The loss of CO from the ortho, meta and para forms of deprotonated methyl benzoate in the gas phase

Abstract

The ortho, meta and para anions of methyl benzoate may be made in the source of a mass spectrometer by the S_N2(Si) reactions between HO⁻ and methyl (o-, m-, and p-trimethylsilyl)benzoate respectively. All three anions lose CO upon collisional activation to form the ortho anion of anisole in the ratio ortho ≫ meta > para. The rearrangement process is charge directed through the ortho anion. Theoretical calculations at the B3LYP/6-311++G(d,p)//HF/6-31+G(d) level of theory indicate that the conversion of the meta and para anions to the ortho anion prior to loss of CO involve 1,2-H transfer(s), rather than carbon scrambling of the methoxycarbonylphenyl anion. There are two mechanisms which can account for this rearrangement, viz. (A) cyclisation of the ortho anion centre to the carbonyl group of the ester to give a cyclic carbonyl system in which the incipient methoxide anion substitutes at one of the two equivalent ring carbons of the three membered ring to yield an intermediate which loses CO to give the ortho anion of anisole, and (B) an elimination reaction to give an intermediate benzyne–methoxycarbonyl anion complex in which the MeOCO⁻ species acts as a MeO⁻ donor, which then adds to benzyne to yield the ortho anion of anisole.
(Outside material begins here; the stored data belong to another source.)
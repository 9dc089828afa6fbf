use glam::Vec2;
use wldoc_testkit::{MAGIC, Payload, VERSION_OLD, WldBuilder};

use crate::wld::fragment::type_id;
use crate::wld::{
	BitmapInfo, BitmapInfoReference, FragmentKind, FragmentRef, Generic, IssueKind, Material, Mesh, ShaderKind, WldDocument, WldError,
};

fn material_payload(bitmap_ref: i32) -> Payload {
	Payload::new().u32(0).u32(0x8000_0001).u32(0xFF10_2030).f32(0.5).f32(0.75).i32(bitmap_ref)
}

fn mesh_payload(uv: Payload) -> Payload {
	let mut payload = Payload::new().u32(0).i32(0).i32(0).i32(0).i32(0);
	payload = payload.f32(1.0).f32(2.0).f32(3.0).i32(0).i32(0).i32(0).f32(10.0);
	payload = payload.f32(-1.0).f32(-1.0).f32(-1.0).f32(1.0).f32(1.0).f32(1.0);
	// vertices, uvs, then seven empty sections and a shift of 1
	payload = payload.i16(1).i16(1).i16(0).i16(0).i16(0).i16(0).i16(0).i16(0).i16(0).i16(1);
	payload.i16(2).i16(4).i16(-6).bytes(&uv.into_bytes())
}

#[test]
fn bad_magic_is_invalid_container() {
	let mut bytes = WldBuilder::new().build();
	bytes[0] ^= 0xFF;
	assert!(matches!(WldDocument::decode(&bytes), Err(WldError::InvalidContainer { .. })));
}

#[test]
fn unknown_version_is_unrecognized_format() {
	let bytes = WldBuilder::new().version(0x1234).build();
	assert!(matches!(
		WldDocument::decode(&bytes),
		Err(WldError::UnrecognizedFormat { version: 0x1234 })
	));
}

#[test]
fn short_header_and_short_string_table_are_fatal() {
	let mut bytes = MAGIC.to_le_bytes().to_vec();
	bytes.extend_from_slice(&VERSION_OLD.to_le_bytes());
	assert!(matches!(WldDocument::decode(&bytes), Err(WldError::TruncatedHeader { have: 8, .. })));

	let mut builder = WldBuilder::new();
	builder.string("SOME_NAME");
	let bytes = builder.build();
	let cut = &bytes[..bytes.len() - 3];
	assert!(matches!(WldDocument::decode(cut), Err(WldError::TruncatedHeader { .. })));
}

#[test]
fn fragments_are_indexed_by_kind_and_first_name() {
	let mut builder = WldBuilder::new();
	builder.push_named(type_id::MATERIAL, "DUP_MDF", material_payload(0));
	builder.push_named(type_id::MATERIAL, "DUP_MDF", material_payload(0));
	builder.push_named(type_id::GLOBAL_AMBIENT_LIGHT, "AMBIENT", Payload::new().u32(0x8040_2010));

	let doc = WldDocument::decode(&builder.build()).expect("document decodes");
	assert_eq!(doc.fragments().len(), 3);
	assert!(doc.issues().is_empty());
	assert_eq!(doc.refs_of_kind(FragmentKind::Material).len(), 2);
	assert_eq!(doc.by_name("DUP_MDF").map(|fragment| fragment.index), Some(FragmentRef::from_index(0)));
	assert!(doc.by_name("MISSING").is_none());
	assert!(matches!(doc.find("MISSING"), Err(WldError::FragmentNotFound { .. })));

	let material = doc.get_as::<Material>(FragmentRef::from_index(1)).expect("material body");
	assert_eq!(material.shader, ShaderKind::Diffuse);
	assert_eq!(material.brightness, 0.5);
}

#[test]
fn iter_kind_yields_typed_bodies_in_document_order() {
	let mut builder = WldBuilder::new();
	builder.push_named(type_id::MATERIAL, "FIRST_MDF", material_payload(0));
	builder.push_named(type_id::GLOBAL_AMBIENT_LIGHT, "AMBIENT", Payload::new().u32(0x8040_2010));
	builder.push_named(type_id::MATERIAL, "SECOND_MDF", material_payload(0));

	let doc = WldDocument::decode(&builder.build()).expect("document decodes");
	let names: Vec<&str> = doc.iter_kind::<Material>().map(|(fragment, _)| fragment.name()).collect();
	assert_eq!(names, ["FIRST_MDF", "SECOND_MDF"]);
	assert!(doc.iter_kind::<Material>().all(|(_, material)| material.shader == ShaderKind::Diffuse));
	assert_eq!(doc.iter_kind::<Mesh>().count(), 0);
}

#[test]
fn references_only_point_backward() {
	let mut builder = WldBuilder::new();
	// Fragment 1 names fragment 2, which exists but is decoded later.
	let forward = builder.next_ref() + 1;
	builder.push_named(type_id::BITMAP_INFO_REFERENCE, "EARLY", Payload::new().i32(forward).u32(0));
	let info = builder.push_named(type_id::BITMAP_INFO, "INFO", Payload::new().u32(0).i32(0));
	builder.push_named(type_id::BITMAP_INFO_REFERENCE, "LATE", Payload::new().i32(info).u32(0));

	let doc = WldDocument::decode(&builder.build()).expect("document decodes");
	let early = doc.get_as::<BitmapInfoReference>(FragmentRef::from_index(0)).expect("reference body");
	let late = doc.get_as::<BitmapInfoReference>(FragmentRef::from_index(2)).expect("reference body");
	assert_eq!(early.bitmap_info, None);
	assert_eq!(late.bitmap_info, Some(FragmentRef::from_index(1)));
	assert!(doc.get_as::<BitmapInfo>(FragmentRef::from_index(1)).is_some());
}

#[test]
fn typed_resolution_rejects_the_wrong_kind() {
	let mut builder = WldBuilder::new();
	let light = builder.push_named(type_id::GLOBAL_AMBIENT_LIGHT, "AMBIENT", Payload::new().u32(0));
	builder.push_named(type_id::BITMAP_INFO_REFERENCE, "REF", Payload::new().i32(light).u32(0));

	let doc = WldDocument::decode(&builder.build()).expect("document decodes");
	let reference = doc.get_as::<BitmapInfoReference>(FragmentRef::from_index(1)).expect("reference body");
	assert_eq!(reference.bitmap_info, None);
}

#[test]
fn short_payload_keeps_fields_read_before_the_failure() {
	let mut builder = WldBuilder::new();
	builder.push_named(type_id::MATERIAL, "CUT_MDF", Payload::new().u32(0).u32(0x13).u32(0xFFFF_FFFF));
	builder.push_named(type_id::GLOBAL_AMBIENT_LIGHT, "AFTER", Payload::new().u32(0));

	let doc = WldDocument::decode(&builder.build()).expect("document decodes");
	assert_eq!(doc.fragments().len(), 2);

	let material = doc.get_as::<Material>(FragmentRef::from_index(0)).expect("material body");
	assert_eq!(material.render_method, 0x13);
	assert_eq!(material.shader, ShaderKind::TransparentMasked);
	assert_eq!(material.color, 0xFFFF_FFFF);
	assert_eq!(material.brightness, 0.0);

	assert_eq!(doc.issues().len(), 1);
	let issue = &doc.issues()[0];
	assert_eq!(issue.fragment, Some(FragmentRef::from_index(0)));
	assert!(matches!(issue.kind, IssueKind::Payload(WldError::UnexpectedEof { .. })));
}

#[test]
fn unknown_type_is_captured_and_reported() {
	let mut builder = WldBuilder::new();
	builder.push(0x7E, Payload::new().i32(0).bytes(&[1, 2, 3]));
	builder.push(type_id::ZONE_UNKNOWN, Payload::new().i32(0).bytes(&[9]));

	let doc = WldDocument::decode(&builder.build()).expect("document decodes");
	let generic = doc.get_as::<Generic>(FragmentRef::from_index(0)).expect("generic body");
	assert_eq!(generic.bytes, [1, 2, 3]);
	assert_eq!(doc.refs_of_kind(FragmentKind::Generic).len(), 2);

	assert_eq!(doc.issues().len(), 1);
	assert_eq!(doc.issues()[0].type_id, Some(0x7E));
	assert!(matches!(doc.issues()[0].kind, IssueKind::UnknownFragmentType));
}

#[test]
fn truncated_table_keeps_decoded_fragments() {
	let mut builder = WldBuilder::new().declared_count(3);
	builder.push_named(type_id::GLOBAL_AMBIENT_LIGHT, "ONLY", Payload::new().u32(0));

	let doc = WldDocument::decode(&builder.build()).expect("document decodes");
	assert_eq!(doc.fragments().len(), 1);
	assert!(matches!(
		doc.issues()[0].kind,
		IssueKind::TruncatedTable { declared: 3, read: 1 }
	));
}

#[test]
fn texture_coordinates_follow_the_dialect() {
	let mut old = WldBuilder::new();
	old.push_named(type_id::MESH, "OLD_DMSPRITEDEF", mesh_payload(Payload::new().i16(128).i16(512)));
	let doc = WldDocument::decode(&old.build()).expect("document decodes");
	let mesh = doc.get_as::<Mesh>(FragmentRef::from_index(0)).expect("mesh body");
	assert!(doc.issues().is_empty());
	assert_eq!(mesh.uvs, [Vec2::new(0.5, 2.0)]);
	assert_eq!(mesh.vertices[0].to_array(), [1.0, 2.0, -3.0]);

	let mut new = WldBuilder::new().new_format();
	new.push_named(type_id::MESH, "NEW_DMSPRITEDEF", mesh_payload(Payload::new().i32(128).i32(512)));
	let doc = WldDocument::decode(&new.build()).expect("document decodes");
	let mesh = doc.get_as::<Mesh>(FragmentRef::from_index(0)).expect("mesh body");
	assert!(doc.is_new_format());
	assert!(doc.issues().is_empty());
	assert_eq!(mesh.uvs, [Vec2::new(0.5, 2.0)]);
}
Calculations at the B3LYP/6-311++G(d,p)//HF/6-31+G(d) level of theory indicate that (i) the barrier in the first step (the rate determining step) of process A is 87 kJ mol⁻¹ less than that for the synchronous benzyne process B, and (ii) there are more low frequency vibrations in the transition state for benzyne process B than for the corresponding transition state for process A. Stepwise process A has the lower barrier for the rate determining step, and the lower Arrhenius factor: we cannot differentiate between these two mechanisms on available evidence.